The first step of data mining is data preparation.
It involves data clean-up, and identification and extraction of data that is of interest to the problem at
hand. This data must be presented in a form that is
able to represent all information consistently.
Subject to data mining were 4437 VIMS records
each of which contained values of 90 parameters
recorded on a CAT 789 truck operating in a diamond mine in Botswana. The records were taken on
March 8, 1999 and represent 4437 seconds of consecutive truck operation (sampling rate of one record
per second).
The purpose of the investigations was to confirm
the feasibility of determining which condition and
performance parameters of the truck are related to its
fuel consumption rate.

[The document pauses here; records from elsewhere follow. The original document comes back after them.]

//! services/bot/src/flows/outfit.rs
//!
//! The outfit selector: asks the language model to pick one wardrobe item
//! per category matching a requested style, constrained to a JSON-only
//! response listing storage keys.

use std::sync::Arc;

use serde::Deserialize;
use stylist_core::domain::{ChatMessage, ChatRole, WardrobeItem};
use stylist_core::ports::{LanguageModel, PortResult};
use tracing::{info, warn};

use crate::prompts::outfit_instruction;

/// The constrained response shape the model is instructed to emit.
#[derive(Debug, Deserialize)]
struct OutfitResponse {
    outfit: Vec<String>,
}

pub struct OutfitSelector {
    model: Arc<dyn LanguageModel>,
}

impl OutfitSelector {
    pub fn new(model: Arc<dyn LanguageModel>) -> Self {
        Self { model }
    }

    /// Returns the storage keys of the selected items. An empty wardrobe
    /// short-circuits without a model call; an unparsable model response
    /// degrades to an empty selection.
    pub async fn select(
        &self,
        wardrobe: &[WardrobeItem],
        style_description: &str,
    ) -> PortResult<Vec<String>> {
        if wardrobe.is_empty() {
            info!("Outfit selection skipped: wardrobe is empty.");
            return Ok(Vec::new());
        }

        let candidates = wardrobe
            .iter()
            .map(|item| format!("- {}: {}", item.storage_key, item.summary))
            .collect::<Vec<_>>()
            .join("\n");

        let instruction = outfit_instruction(&candidates, style_description);
        let raw = self
            .model
            .complete(&[ChatMessage::text(ChatRole::User, instruction)], 0.2)
            .await?;

        Ok(parse_outfit_response(&raw))
    }
}

/// Parses the raw model response. Parse failures are "no outfit found",
/// not errors: the malformed payload is logged for diagnosis and an empty
/// selection returned. The call is not retried.
pub fn parse_outfit_response(raw: &str) -> Vec<String> {
    match serde_json::from_str::<OutfitResponse>(raw.trim()) {
        Ok(response) => response.outfit,
        Err(e) => {
            warn!("Malformed outfit response ({e}): {raw}");
            Vec::new()
        }
    }
}

#[cfg(test)]
mod tests {
    use super::*;
    use crate::flows::test_support::ScriptedModel;

    fn wardrobe() -> Vec<WardrobeItem> {
        vec![
            WardrobeItem {
                storage_key: "user_1/photo_a.jpg".into(),
                summary: "white cotton shirt".into(),
            },
            WardrobeItem {
                storage_key: "user_1/photo_b.jpg".into(),
                summary: "dark blue jeans".into(),
            },
        ]
    }

    #[test]
    fn parses_the_constrained_shape() {
        let keys = parse_outfit_response(r#"{"outfit": ["a.jpg", "b.jpg"]}"#);
        assert_eq!(keys, vec!["a.jpg", "b.jpg"]);
    }

    #[test]
    fn garbage_degrades_to_empty() {
        assert!(parse_outfit_response("Sure! Here's an outfit: shirt + jeans").is_empty());
        assert!(parse_outfit_response("{\"outfit\": \"not a list\"}").is_empty());
        assert!(parse_outfit_response("").is_empty());
    }

    #[tokio::test]
    async fn empty_wardrobe_short_circuits_without_model_call() {
        let model = Arc::new(ScriptedModel::always("should never be called"));
        let selector = OutfitSelector::new(model.clone());

        let keys = selector.select(&[], "sporty").await.unwrap();

        assert!(keys.is_empty());
        assert_eq!(model.call_count().await, 0);
    }

    #[tokio::test]
    async fn non_json_reply_yields_empty_selection() {
        let model = Arc::new(ScriptedModel::always("I'd suggest the shirt!"));
        let selector = OutfitSelector::new(model);

        let keys = selector.select(&wardrobe(), "casual").await.unwrap();

        assert!(keys.is_empty());
    }

    #[tokio::test]
    async fn instruction_lists_every_candidate_and_the_style() {
        let model = Arc::new(ScriptedModel::always(
            r#"{"outfit": ["user_1/photo_a.jpg"]}"#,
        ));
        let selector = OutfitSelector::new(model.clone());

        let keys = selector.select(&wardrobe(), "smart casual").await.unwrap();
        assert_eq!(keys, vec!["user_1/photo_a.jpg"]);

        let requests = model.requests.lock().await;
        let instruction = requests[0][0].text_content();
        assert!(instruction.contains("user_1/photo_a.jpg"));
        assert!(instruction.contains("dark blue jeans"));
        assert!(instruction.contains("smart casual"));
    }
}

After that the strength of the
relation between each of these parameters and the
fuel consumption rate was to be tested.
Three different data mining methods were used to
define and quantify the relation between the recorded data streams. These were classification, demographic clustering, and principal component analysis
combined with factor analysis (Bernson and Smith,
1997). All three are briefly summarized below.
6.1 Relationship discovery with Principal
Component Analysis and Factor Analysis
PCA (Principal Component Analysis) is used in
statistics to extract the main relationships in data of
high dimensionality. A common way to find the
Principal Components of a data set is by calculating
the eigenvectors of the data correlation matrix.
These vectors give the directions in which the data
cloud is stretched most. The projections of the data
on the eigenvectors are the Principal Components.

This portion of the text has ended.